__What you are asked to do__.
Here is a block of records. Copy every line in it that includes "push".

__Task input__.
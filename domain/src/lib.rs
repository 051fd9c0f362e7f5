//! Domain layer for adr-council
//!
//! This crate contains the deliberation state machine, the records a run
//! accumulates, the phase output schemas and the convergence policy.
//! It has no dependencies on infrastructure or presentation concerns.
//!
//! # Core Concepts
//!
//! ## Deliberation
//!
//! A run moves through rounds of four phases:
//!
//! - **Ideation**: every agent proposes an architecture, blind to the others
//! - **Critique**: every agent critiques every other proposal
//! - **Audit**: a designated auditor weighs proposals and critiques
//! - **Convergence Check**: accept, go another round, or ask the human
//!
//! ## Events
//!
//! Everything that happens to a run is a [`RunEvent`]. The [`Run`] snapshot is
//! the fold of its events, so replay always reproduces the live state.

pub mod context;
pub mod convergence;
pub mod core;
pub mod deliberation;
pub mod events;
pub mod machine;
pub mod prompt;
pub mod schema;

// Re-export commonly used types
pub use context::{Constraint, ConstraintSeverity, SystemContext};
pub use convergence::{ConvergenceChecker, ConvergenceVerdict, DefaultConvergenceChecker};
pub use core::{
    error::DomainError,
    ids::{AgentId, RunId},
    question::Question,
    sanitize::{InjectionKind, Sanitized, sanitize},
};
pub use deliberation::{
    adr::{AdrStatus, ArchitectureDecisionRecord, AuditReference},
    failure::{AgentFailure, FailureReason},
    phase::{Phase, RunStatus},
    records::{
        AnsweredClarification, AuditDecision, ClarificationAnswer, ClarificationRecord,
        ClarificationRequest, Critique, Proposal, Round, critique_id, proposal_id,
    },
    request::{AgentRequest, AuditDigest, RequestPayload},
    run::Run,
};
pub use events::{EventKind, ResponseOutcome, RunEvent};
pub use machine::{EngineState, MachineInput, transition};
pub use prompt::PromptTemplate;
pub use schema::{
    AgentReply, AuditOutput, AuditVerdict, CritiqueOutput, IdeationOutput, PhaseOutput, Risk,
    RiskSeverity, TargetCritique, ValidationError, ViolationKind, validate,
};
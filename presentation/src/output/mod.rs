//! Output formatting for runs, decision records and event logs

pub mod console;
pub mod formatter;
pub mod markdown;

pub use console::ConsoleFormatter;
pub use formatter::{JsonFormatter, OutputFormatter, formatter_for};
pub use markdown::MarkdownFormatter;
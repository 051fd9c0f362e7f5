//! Domain error types

use thiserror::Error;

use crate::deliberation::phase::RunStatus;

/// Domain-level errors
#[derive(Error, Debug, Clone, PartialEq)]
pub enum DomainError {
    #[error("Invalid question: {0}")]
    InvalidQuestion(String),

    #[error("Invalid run id: {0}")]
    InvalidRunId(String),

    #[error("Event out of order: expected sequence {expected}, got {actual}")]
    OutOfOrderEvent { expected: u64, actual: u64 },

    #[error("Event belongs to run {actual}, not {expected}")]
    ForeignEvent { expected: String, actual: String },

    #[error("Run has not been created yet")]
    NotCreated,

    #[error("Run is {0} and cannot accept further events")]
    Terminal(RunStatus),

    #[error("Invalid transition: {0}")]
    InvalidTransition(String),

    #[error("Round {0} has no audit decision")]
    MissingAudit(u32),
}

impl DomainError {
    /// Check if this error was raised because the run already finished
    pub fn is_terminal(&self) -> bool {
        matches!(self, DomainError::Terminal(_))
    }
}

#[cfg(test)]
mod tests {
    use super::*;

    #[test]
    fn test_out_of_order_display() {
        let error = DomainError::OutOfOrderEvent {
            expected: 3,
            actual: 5,
        };
        assert_eq!(
            error.to_string(),
            "Event out of order: expected sequence 3, got 5"
        );
    }

    #[test]
    fn test_is_terminal_check() {
        assert!(DomainError::Terminal(RunStatus::Converged).is_terminal());
        assert!(!DomainError::NotCreated.is_terminal());
        assert!(!DomainError::InvalidQuestion("x".to_string()).is_terminal());
    }
}
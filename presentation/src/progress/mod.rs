//! Live progress display for a following client

pub mod reporter;

pub use reporter::{ProgressNotifier, ProgressReporter, QuietProgress, SimpleProgress};
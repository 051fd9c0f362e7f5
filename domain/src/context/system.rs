//! Structured description of the system a decision is made for.

use serde::{Deserialize, Serialize};

/// Whether a constraint must be met or is merely preferred.
#[derive(Debug, Clone, Copy, PartialEq, Eq, Default, Serialize, Deserialize)]
#[serde(rename_all = "lowercase")]
pub enum ConstraintSeverity {
    #[default]
    Hard,
    Soft,
}

impl ConstraintSeverity {
    pub fn as_str(&self) -> &str {
        match self {
            ConstraintSeverity::Hard => "HARD",
            ConstraintSeverity::Soft => "SOFT",
        }
    }
}

/// A constraint on the design (budget, timeline, technology...).
#[derive(Debug, Clone, PartialEq, Eq, Serialize, Deserialize)]
pub struct Constraint {
    pub kind: String,
    pub description: String,
    #[serde(default)]
    pub severity: ConstraintSeverity,
    #[serde(default, skip_serializing_if = "Option::is_none")]
    pub value: Option<String>,
}

/// Performance target the design must meet.
#[derive(Debug, Clone, PartialEq, Eq, Serialize, Deserialize)]
pub struct PerformanceSla {
    pub metric: String,
    pub target: String,
    #[serde(default = "default_priority")]
    pub priority: String,
}

fn default_priority() -> String {
    "high".to_string()
}

/// A system the new design has to integrate with.
#[derive(Debug, Clone, PartialEq, Eq, Serialize, Deserialize)]
pub struct ExistingSystem {
    pub name: String,
    pub kind: String,
    pub technology: String,
    #[serde(default, skip_serializing_if = "Option::is_none")]
    pub notes: Option<String>,
}

/// The team that will build and run the system.
#[derive(Debug, Clone, PartialEq, Eq, Serialize, Deserialize)]
pub struct TeamInfo {
    pub size: u32,
    #[serde(default)]
    pub expertise: Vec<String>,
    #[serde(default = "default_experience")]
    pub experience_level: String,
}

fn default_experience() -> String {
    "senior".to_string()
}

/// Complete context about the system being designed.
#[derive(Debug, Clone, Default, PartialEq, Eq, Serialize, Deserialize)]
#[serde(default)]
pub struct SystemContext {
    pub company_name: Option<String>,
    pub domain: Option<String>,
    pub current_tech_stack: Vec<String>,
    pub existing_systems: Vec<ExistingSystem>,
    pub constraints: Vec<Constraint>,
    pub performance_slas: Vec<PerformanceSla>,
    pub team: Option<TeamInfo>,
    pub additional_context: Option<String>,
}

impl SystemContext {
    pub fn is_empty(&self) -> bool {
        self == &SystemContext::default()
    }

    pub fn with_domain(mut self, domain: impl Into<String>) -> Self {
        self.domain = Some(domain.into());
        self
    }

    pub fn with_constraint(mut self, constraint: Constraint) -> Self {
        self.constraints.push(constraint);
        self
    }

    /// Render the context as a prompt block.
    pub fn to_prompt_string(&self) -> String {
        let mut parts = Vec::new();

        if let Some(name) = &self.company_name {
            parts.push(format!("Company/Project: {}", name));
        }
        if let Some(domain) = &self.domain {
            parts.push(format!("Domain: {}", domain));
        }
        if !self.current_tech_stack.is_empty() {
            parts.push(format!(
                "Current Tech Stack: {}",
                self.current_tech_stack.join(", ")
            ));
        }
        if !self.existing_systems.is_empty() {
            let systems = self
                .existing_systems
                .iter()
                .map(|s| format!("  - {} ({}): {}", s.name, s.kind, s.technology))
                .collect::<Vec<_>>()
                .join("\n");
            parts.push(format!("Existing Systems:\n{}", systems));
        }
        if !self.constraints.is_empty() {
            let constraints = self
                .constraints
                .iter()
                .map(|c| format!("  - [{}] {}: {}", c.severity.as_str(), c.kind, c.description))
                .collect::<Vec<_>>()
                .join("\n");
            parts.push(format!("Constraints:\n{}", constraints));
        }
        if !self.performance_slas.is_empty() {
            let slas = self
                .performance_slas
                .iter()
                .map(|s| format!("  - {}: {} (Priority: {})", s.metric, s.target, s.priority))
                .collect::<Vec<_>>()
                .join("\n");
            parts.push(format!("Performance SLAs:\n{}", slas));
        }
        if let Some(team) = &self.team {
            parts.push(format!(
                "Team: {} members, {} level, expertise in {}",
                team.size,
                team.experience_level,
                team.expertise.join(", ")
            ));
        }
        if let Some(extra) = &self.additional_context {
            parts.push(format!("Additional Context: {}", extra));
        }

        if parts.is_empty() {
            "No additional context provided.".to_string()
        } else {
            parts.join("\n\n")
        }
    }

    /// Constraint descriptions, in declaration order.
    pub fn constraint_descriptions(&self) -> Vec<String> {
        self.constraints
            .iter()
            .map(|c| c.description.clone())
            .collect()
    }
}
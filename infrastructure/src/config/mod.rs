//! Configuration file loading for adr-council
//!
//! This module handles file I/O and merging of configuration from multiple sources.
//! The priority order (highest to lowest):
//!
//! 1. Environment variables prefixed `COUNCIL_` (`__` separates sections)
//! 2. `--config <path>` specified file
//! 3. Project root: `./council.toml` or `./.council.toml`
//! 4. XDG config: `$XDG_CONFIG_HOME/adr-council/config.toml`
//! 5. Default values

mod file_config;
mod loader;

pub use file_config::{
    ConfigIssue, ConfigValidationError, FileAgentConfig, FileConfig, FileCouncilConfig,
    FileDeliberationConfig, FileLoggingConfig, FileProviderConfig, FileStorageConfig, Severity,
    StorageBackend,
};
pub use loader::ConfigLoader;
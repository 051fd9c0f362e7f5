//! Convergence policy: is a round good enough to become a decision?

use serde::{Deserialize, Serialize};

use crate::core::ids::AgentId;
use crate::deliberation::records::Round;
use crate::schema::AuditVerdict;

/// Outcome of a convergence check.
#[derive(Debug, Clone, PartialEq, Eq, Serialize, Deserialize)]
#[serde(tag = "outcome", rename_all = "snake_case")]
pub enum ConvergenceVerdict {
    Converged,
    NeedsNextRound,
    NeedsClarification { agent: AgentId, question: String },
}

impl ConvergenceVerdict {
    pub fn as_str(&self) -> &str {
        match self {
            ConvergenceVerdict::Converged => "converged",
            ConvergenceVerdict::NeedsNextRound => "needs_next_round",
            ConvergenceVerdict::NeedsClarification { .. } => "needs_clarification",
        }
    }
}

impl std::fmt::Display for ConvergenceVerdict {
    fn fmt(&self, f: &mut std::fmt::Formatter<'_>) -> std::fmt::Result {
        write!(f, "{}", self.as_str())
    }
}

/// Decides what happens after a round's audit.
///
/// Implementations see only the completed round. The round limit is not
/// their concern; it is enforced by the state machine.
pub trait ConvergenceChecker: Send + Sync {
    fn check(&self, round: &Round) -> ConvergenceVerdict;
}

/// Default policy.
///
/// - Any unanswered `clarification_needed` marker in the round wins.
/// - Otherwise the round converges when the auditor accepts and every
///   blocking critique is listed in the audit's `resolved_critiques`.
/// - Otherwise another round is needed.
#[derive(Debug, Clone, Copy, Default)]
pub struct DefaultConvergenceChecker;

impl DefaultConvergenceChecker {
    /// First open question in the round, in proposal, critique, audit order.
    fn open_question(round: &Round) -> Option<(AgentId, String)> {
        let proposals = round.proposals.iter().filter_map(|p| {
            p.content
                .clarification_needed
                .as_ref()
                .map(|q| (p.author.clone(), q.clone()))
        });
        let critiques = round.critiques.iter().filter_map(|c| {
            c.clarification_needed
                .as_ref()
                .map(|q| (c.author.clone(), q.clone()))
        });
        let audit = round.audit.iter().filter_map(|a| {
            a.content
                .clarification_needed
                .as_ref()
                .map(|q| (a.auditor.clone(), q.clone()))
        });

        proposals
            .chain(critiques)
            .chain(audit)
            .find(|(_, question)| !round.has_answered(question))
    }
}

impl ConvergenceChecker for DefaultConvergenceChecker {
    fn check(&self, round: &Round) -> ConvergenceVerdict {
        if let Some((agent, question)) = Self::open_question(round) {
            return ConvergenceVerdict::NeedsClarification { agent, question };
        }

        let Some(audit) = &round.audit else {
            return ConvergenceVerdict::NeedsNextRound;
        };
        if audit.content.verdict != AuditVerdict::Accept {
            return ConvergenceVerdict::NeedsNextRound;
        }

        let unresolved_blocker = round
            .critiques
            .iter()
            .filter(|c| c.content.blocking)
            .any(|c| !audit.content.resolved_critiques.contains(&c.id));
        if unresolved_blocker {
            ConvergenceVerdict::NeedsNextRound
        } else {
            ConvergenceVerdict::Converged
        }
    }
}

__Answer space__.
        self.constraints.push(constraint);
            parts.push(format!("Company/Project: {}", name));
            parts.push(format!("Domain: {}", domain));
            parts.push(format!(
            parts.push(format!("Existing Systems:\n{}", systems));
            parts.push(format!("Constraints:\n{}", constraints));
            parts.push(format!("Performance SLAs:\n{}", slas));
            parts.push(format!(
            parts.push(format!("Additional Context: {}", extra));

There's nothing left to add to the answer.